When Luck had eaten and smoked and had ground his cigarette stub under his heel in the moist earth beside the spring, and had looked at his watch and got upon his feet with a sigh to say: “Well, boys, let's go,” the Happy Family (who by the way must now be understood as including Lite Avery) sighed also and pulled their reluctant feet toward them and got up also, with sundry hitchings-into-place as to gun-belts and sundry resettlings as to hats. They pulled their horses more reluctant even than their riders—away from the green grass; resaddled, recinched the packs on the four animals that carried the camp supplies, gave them a last drink at the little irrigating ditch and mounted and straggled out again upon the trail of the six whom they seemed never able to overtake.
They did not know that the silent Indian with the dingy overalls and the bobbed hair had watched every movement they made. Through all that hour of rest not even a papoose had been visible around the hogans—which, while there was nothing warlike in their keeping under cover, was not exactly a friendly attitude. Applehead had kept turning his keen, bright blue eyes that way while he ate and afterwards smoked an after-dinner pipe, but when they were actually started again upon the trail he appeared to lay aside his misgivings.
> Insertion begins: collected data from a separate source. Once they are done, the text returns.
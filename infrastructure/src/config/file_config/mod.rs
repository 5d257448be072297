//! Raw TOML configuration data types
//!
//! These structs represent the exact structure of the TOML config file.
//! They are deserialized directly and converted into domain types only
//! after validation.

mod behavior;
mod council;
mod logging;
mod output;
mod repl;
mod server;

pub use behavior::FileBehaviorConfig;
pub use council::{FileChairmanConfig, FileCouncilConfig, FileMemberConfig};
pub use logging::FileLoggingConfig;
pub use output::{FileOutputConfig, FileOutputFormat};
pub use repl::FileReplConfig;
pub use server::FileServerConfig;

use council_application::ExecutionParams;
use council_domain::{ConfigIssue, ConfigIssueCode, Council, DomainError};
use serde::{Deserialize, Serialize};
use thiserror::Error;

/// Errors that prevent a usable configuration
#[derive(Debug, Error)]
pub enum ConfigError {
    #[error("failed to load configuration: {0}")]
    Load(#[from] Box<figment::Error>),

    #[error("invalid configuration:\n{}", format_issues(.0))]
    Invalid(Vec<ConfigIssue>),

    #[error("invalid council: {0}")]
    Domain(#[from] DomainError),
}

fn format_issues(issues: &[ConfigIssue]) -> String {
    issues
        .iter()
        .map(|i| format!("  {}", i))
        .collect::<Vec<_>>()
        .join("\n")
}

/// Complete file configuration (raw TOML structure)
#[derive(Debug, Clone, Default, Serialize, Deserialize)]
#[serde(default)]
pub struct FileConfig {
    /// Ordered council members
    pub council: FileCouncilConfig,
    /// Synthesizing node
    pub chairman: Option<FileChairmanConfig>,
    /// Call bounds and retries
    pub behavior: FileBehaviorConfig,
    /// HTTP entry point
    pub server: FileServerConfig,
    /// Output settings
    pub output: FileOutputConfig,
    /// REPL settings
    pub repl: FileReplConfig,
    /// Transcript settings
    pub logging: FileLoggingConfig,
}

impl FileConfig {
    /// Validate the entire configuration, returning all detected issues.
    pub fn validate(&self) -> Vec<ConfigIssue> {
        let mut issues = self.council.validate();

        match &self.chairman {
            Some(chairman) => issues.extend(chairman.validate(&self.council)),
            None => issues.push(ConfigIssue::error(
                ConfigIssueCode::MissingChairman,
                "chairman: a [chairman] section with url and model is required",
            )),
        }

        issues.extend(self.behavior.validate());
        issues
    }

    /// Build the council, failing on any error-severity issue.
    pub fn to_council(&self) -> Result<Council, ConfigError> {
        let errors: Vec<ConfigIssue> = self
            .validate()
            .into_iter()
            .filter(ConfigIssue::is_error)
            .collect();
        if !errors.is_empty() {
            return Err(ConfigError::Invalid(errors));
        }

        let chairman = self
            .chairman
            .as_ref()
            .map(FileChairmanConfig::to_chairman)
            .ok_or_else(|| {
                ConfigError::Invalid(vec![ConfigIssue::error(
                    ConfigIssueCode::MissingChairman,
                    "chairman: missing",
                )])
            })?;

        Ok(Council::new(self.council.to_roster()?, chairman))
    }

    pub fn to_execution_params(&self) -> ExecutionParams {
        self.behavior.to_execution_params()
    }
}

#[cfg(test)]
mod tests {
    use super::*;
    use council_domain::OutputFormat;
    use std::time::Duration;

    const FULL: &str = r#"
[[council.members]]
name = "Council_1"
url = "http://100.64.243.5:11434"
model = "gemma2:2b"

[[council.members]]
name = "Council_2"
url = "http://100.123.209.93:11434"
model = "llama3.2:1b"

[[council.members]]
name = "Council_3"
url = "http://100.107.144.10:11435"
model = "qwen2.5:1.5b"

[chairman]
url = "http://100.114.119.33:11434"
model = "llama3.2:3b"

[behavior]
request_timeout_secs = 120

[output]
format = "full"
color = false

[repl]
show_progress = false
"#;

    #[test]
    fn test_deserialize_full_config() {
        let config: FileConfig = toml::from_str(FULL).unwrap();
        assert_eq!(config.council.members.len(), 3);
        assert_eq!(config.council.members[2].url, "http://100.107.144.10:11435");
        assert_eq!(config.chairman.as_ref().unwrap().model, "llama3.2:3b");
        assert_eq!(config.behavior.request_timeout_secs, 120);
        assert_eq!(config.behavior.probe_timeout_ms, 1500);
        assert_eq!(config.output.format, Some(OutputFormat::Full));
        assert!(!config.output.color);
        assert!(!config.repl.show_progress);
        assert_eq!(config.server.port, 8000);
        assert!(config.validate().is_empty());
    }

    #[test]
    fn test_to_council() {
        let config: FileConfig = toml::from_str(FULL).unwrap();
        let council = config.to_council().unwrap();
        assert_eq!(
            council.roster.names(),
            vec!["Council_1", "Council_2", "Council_3"]
        );
        assert_eq!(council.chairman.endpoint.url, "http://100.114.119.33:11434");
        assert_eq!(
            config.to_execution_params().request_timeout,
            Duration::from_secs(120)
        );
    }

    #[test]
    fn test_example_config_is_valid() {
        let example = include_str!("../../../../council.example.toml");
        let config: FileConfig = toml::from_str(example).unwrap();
        assert!(config.validate().is_empty());
        assert_eq!(config.to_council().unwrap().roster.len(), 3);
        assert_eq!(config.output.format, Some(OutputFormat::Final));
        assert_eq!(config.logging.transcript, None);
    }

    #[test]
    fn test_default_config_is_invalid() {
        let config = FileConfig::default();
        let codes: Vec<_> = config.validate().into_iter().map(|i| i.code).collect();
        assert!(codes.contains(&ConfigIssueCode::NoMembers));
        assert!(codes.contains(&ConfigIssueCode::MissingChairman));

        let err = config.to_council().unwrap_err();
        assert!(matches!(err, ConfigError::Invalid(ref issues) if issues.len() == 2));
        assert!(err.to_string().contains("chairman"));
    }

    #[test]
    fn test_warnings_do_not_block_council() {
        let mut config: FileConfig = toml::from_str(FULL).unwrap();
        config.chairman = Some(FileChairmanConfig {
            url: "http://100.64.243.5:11434".to_string(),
            model: "gemma2:2b".to_string(),
        });
        assert_eq!(config.validate().len(), 1);
        assert!(config.to_council().is_ok());
    }
}
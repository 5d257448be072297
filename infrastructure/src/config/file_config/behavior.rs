//! Call bounds and retry settings from TOML (`[behavior]` section)

use council_application::ExecutionParams;
use council_domain::{ConfigIssue, ConfigIssueCode};
use serde::{Deserialize, Serialize};
use std::time::Duration;

/// Raw behavior configuration from TOML
#[derive(Debug, Clone, PartialEq, Eq, Serialize, Deserialize)]
#[serde(default)]
pub struct FileBehaviorConfig {
    /// Upper bound for one inference call
    pub request_timeout_secs: u64,
    /// Bound for establishing the TCP connection
    pub connect_timeout_secs: u64,
    /// Bound for one health probe
    pub probe_timeout_ms: u64,
    /// Extra chairman attempts after a failed synthesis
    pub chairman_retries: u32,
}

impl Default for FileBehaviorConfig {
    fn default() -> Self {
        Self {
            request_timeout_secs: 180,
            connect_timeout_secs: 10,
            probe_timeout_ms: 1500,
            chairman_retries: 0,
        }
    }
}

impl FileBehaviorConfig {
    pub fn validate(&self) -> Vec<ConfigIssue> {
        [
            ("behavior.request_timeout_secs", self.request_timeout_secs),
            ("behavior.connect_timeout_secs", self.connect_timeout_secs),
            ("behavior.probe_timeout_ms", self.probe_timeout_ms),
        ]
        .into_iter()
        .filter(|(_, value)| *value == 0)
        .map(|(field, _)| {
            ConfigIssue::error(
                ConfigIssueCode::ZeroTimeout {
                    field: field.to_string(),
                },
                format!("{}: cannot be 0", field),
            )
        })
        .collect()
    }

    pub fn connect_timeout(&self) -> Duration {
        Duration::from_secs(self.connect_timeout_secs)
    }

    pub fn to_execution_params(&self) -> ExecutionParams {
        ExecutionParams::default()
            .with_request_timeout(Duration::from_secs(self.request_timeout_secs))
            .with_probe_timeout(Duration::from_millis(self.probe_timeout_ms))
            .with_chairman_retries(self.chairman_retries)
    }
}

#[cfg(test)]
mod tests {
    use super::*;

    #[test]
    fn test_zero_timeouts_are_errors() {
        let config = FileBehaviorConfig {
            request_timeout_secs: 0,
            probe_timeout_ms: 0,
            ..Default::default()
        };
        let issues = config.validate();
        assert_eq!(issues.len(), 2);
        assert!(issues.iter().all(|i| i.is_error()));
    }

    #[test]
    fn test_to_execution_params() {
        let params = FileBehaviorConfig {
            request_timeout_secs: 60,
            chairman_retries: 2,
            ..Default::default()
        }
        .to_execution_params();
        assert_eq!(params.request_timeout, Duration::from_secs(60));
        assert_eq!(params.probe_timeout, Duration::from_millis(1500));
        assert_eq!(params.chairman_retries, 2);
    }
}
//! API error types

use axum::{
    Json,
    http::StatusCode,
    response::{IntoResponse, Response},
};
use serde::Serialize;
use thiserror::Error;

/// Result type for API operations
pub type ApiResult<T> = Result<T, ApiError>;

/// API error with HTTP status code
#[derive(Debug, Clone, Serialize, Error)]
#[error("[{status}] {message}")]
pub struct ApiError {
    #[serde(skip)]
    pub status: StatusCode,
    pub message: String,
    /// Machine-readable code for client handling
    pub code: &'static str,
}

impl ApiError {
    pub fn new(status: StatusCode, message: impl Into<String>, code: &'static str) -> Self {
        Self {
            status,
            message: message.into(),
            code,
        }
    }

    /// 422 Unprocessable Entity
    pub fn validation(message: impl Into<String>) -> Self {
        Self::new(StatusCode::UNPROCESSABLE_ENTITY, message, "VALIDATION_ERROR")
    }

    /// 500 Internal Server Error
    pub fn internal(message: impl Into<String>) -> Self {
        Self::new(
            StatusCode::INTERNAL_SERVER_ERROR,
            message,
            "INTERNAL_ERROR",
        )
    }
}

impl IntoResponse for ApiError {
    fn into_response(self) -> Response {
        let body = Json(serde_json::json!({
            "error": self.message,
            "code": self.code,
        }));

        (self.status, body).into_response()
    }
}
Not even Applehead suspected that the Indian had led a pony carefully down into a draw, keeping the buildings always between himself and the party of white men; nor that he watched them while they spread out beyond the cultivated patch of irrigated ground until they picked up the trail of the six horses, when they closed the gaps between them and followed the trail straight away into the parched mesa that was lined with deep washes and canons and crossed with stony ridges where the heat radiated up from the bare rocks as from a Heating stove when the fire is blazing within. When they rode away together, the Indian ran back into the draw, mounted his pony and lashed it into a heavy, sure-footed gallop.
CHAPTER XIII. SET AFOOT
The tracks of the six horses led down into a rock-bottomed arroyo so deep in most places that all view of the surrounding mesa was shut off completely, save where the ragged tops of a distant line of hills pushed up into the dazzling blue of the sky. The heat, down here among the rocks, was all but unbearable; and when they discovered that no tracks led out of the arroyo on the farther side, the Happy Family dismounted and walked to save their horses while they divided into two parties and hunted up and down the arroyo for the best trail.
It was just such vexatious delays as this which had kept them always a day's ride or more behind their quarry, and Luck's hand trembled with nervous irritability when he turned back and banded Applehead one of those small, shrill police whistles whose sound carries so far, and which are much used by motion-picture producers for the long-distance direction of scenes.
“I happened to have a couple in my pocket,” he explained hurriedly. “You know the signals, don't you? One long, two short will mean you've picked up the trail. Three or more short, quick ones is an emergency call, for all hands to come running.”
“Well, they's one thing you want to keep in mind, Luck,” Applehead urged from his superior trail craft. “They might be sharp enough to ride in here a ways and come out the same side they rode in at. Yuh want to hunt both sides as yuh go up.”
“Sure,” said Luck, and hurried away up the arroyo with Pink, Big Medicine, Andy and the Native Son at his heels, leading the two pack-horses that belonged to their party. In the opposite direction went Applehead and the others, their eyes upon the ground watching for the faintest sign of hoofprints.